Work instructions: Lines holding the word "InvalidInput" are the ones to copy from the data below.

Saved data entries:
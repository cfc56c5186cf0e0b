//! Read-only access to the medication catalog.

use crate::catalog::common_medications;
use crate::medication::Medication;
use crate::search::filter_medications;
use crate::{RxError, RxResult};

#[derive(Clone, Debug)]
pub struct MedicationCatalog {
    medications: Vec<Medication>,
}

impl Default for MedicationCatalog {
    fn default() -> Self {
        Self::new()
    }
}

impl MedicationCatalog {
    pub fn new() -> Self {
        Self {
            medications: common_medications(),
        }
    }

    pub fn list(&self, search: Option<&str>) -> Vec<Medication> {
        match search {
            Some(term) => filter_medications(&self.medications, term)
                .into_iter()
                .cloned()
                .collect(),
            None => self.medications.clone(),
        }
    }

    pub fn get(&self, id: &str) -> RxResult<Medication> {
        self.medications
            .iter()
            .find(|m| m.id == id)
            .cloned()
            .ok_or_else(|| RxError::NotFound {
                kind: "medication",
                id: id.to_string(),
            })
    }

    /// Finds a catalog entry by exact name, ignoring case.
    pub fn find_by_name(&self, name: &str) -> Option<&Medication> {
        let name = name.trim();
        self.medications
            .iter()
            .find(|m| m.name.eq_ignore_ascii_case(name))
    }
}

#[cfg(test)]
mod tests {
    use super::*;

    #[test]
    fn test_list_and_search() {
        let catalog = MedicationCatalog::new();
        assert_eq!(catalog.list(None).len(), 5);
        assert_eq!(catalog.list(Some("")).len(), 5);

        let found = catalog.list(Some("lisino"));
        assert_eq!(found.len(), 1);
        assert_eq!(found[0].id, "2");
    }

    #[test]
    fn test_get_unknown_medication() {
        let catalog = MedicationCatalog::new();
        assert_eq!(catalog.get("5").unwrap().name, "Omeprazole");
        assert!(matches!(
            catalog.get("42"),
            Err(RxError::NotFound { kind: "medication", .. })
        ));
    }

    #[test]
    fn test_find_by_name_ignores_case() {
        let catalog = MedicationCatalog::new();
        assert_eq!(catalog.find_by_name(" metformin ").unwrap().id, "3");
        assert!(catalog.find_by_name("Ibuprofen").is_none());
    }
}
//! Mapping from core errors to HTTP responses.

use api_shared::{ErrorBody, ValidationErrorBody};
use axum::http::StatusCode;
use axum::response::{IntoResponse, Response};
use axum::Json;
use rx_core::validation::FieldError;
use rx_core::RxError;

#[derive(Debug, thiserror::Error)]
pub enum ApiError {
    #[error("invalid request: {0}")]
    BadRequest(String),
    #[error("not found: {0}")]
    NotFound(String),
    #[error("validation failed")]
    Validation(Vec<FieldError>),
    #[error("internal error: {0}")]
    Internal(String),
}

impl IntoResponse for ApiError {
    fn into_response(self) -> Response {
        match self {
            ApiError::BadRequest(detail) => {
                (StatusCode::BAD_REQUEST, Json(ErrorBody::new(detail))).into_response()
            }
            ApiError::NotFound(detail) => {
                (StatusCode::NOT_FOUND, Json(ErrorBody::new(detail))).into_response()
            }
            ApiError::Validation(errors) => (
                StatusCode::UNPROCESSABLE_ENTITY,
                Json(ValidationErrorBody { errors }),
            )
                .into_response(),
            ApiError::Internal(detail) => {
                tracing::error!(detail, "API internal error");
                (
                    StatusCode::INTERNAL_SERVER_ERROR,
                    Json(ErrorBody::new("Internal error")),
                )
                    .into_response()
            }
        }
    }
}

impl From<RxError> for ApiError {
    fn from(err: RxError) -> Self {
        match err {
            RxError::Validation(errors) => ApiError::Validation(errors),
            RxError::NotFound { .. } => ApiError::NotFound(err.to_string()),
            RxError::InvalidInput(_) | RxError::Uuid(_) | RxError::Text(_) => {
                ApiError::BadRequest(err.to_string())
            }
            other => ApiError::Internal(other.to_string()),
        }
    }
}

#[cfg(test)]
mod tests {
    use super::*;

    #[test]
    fn test_core_errors_map_to_status_codes() {
        let cases = [
            (
                RxError::NotFound {
                    kind: "patient",
                    id: "abc".into(),
                },
                StatusCode::NOT_FOUND,
            ),
            (
                RxError::Validation(vec![FieldError::new("name", "Name is required")]),
                StatusCode::UNPROCESSABLE_ENTITY,
            ),
            (
                RxError::InvalidInput("bad".into()),
                StatusCode::BAD_REQUEST,
            ),
            (
                RxError::FileRead(std::io::Error::other("disk gone")),
                StatusCode::INTERNAL_SERVER_ERROR,
            ),
        ];

        for (err, expected) in cases {
            let response = ApiError::from(err).into_response();
            assert_eq!(response.status(), expected);
        }
    }
}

Output of the exercise:
            RxError::InvalidInput(_) | RxError::Uuid(_) | RxError::Text(_) => {
                RxError::InvalidInput("bad".into()),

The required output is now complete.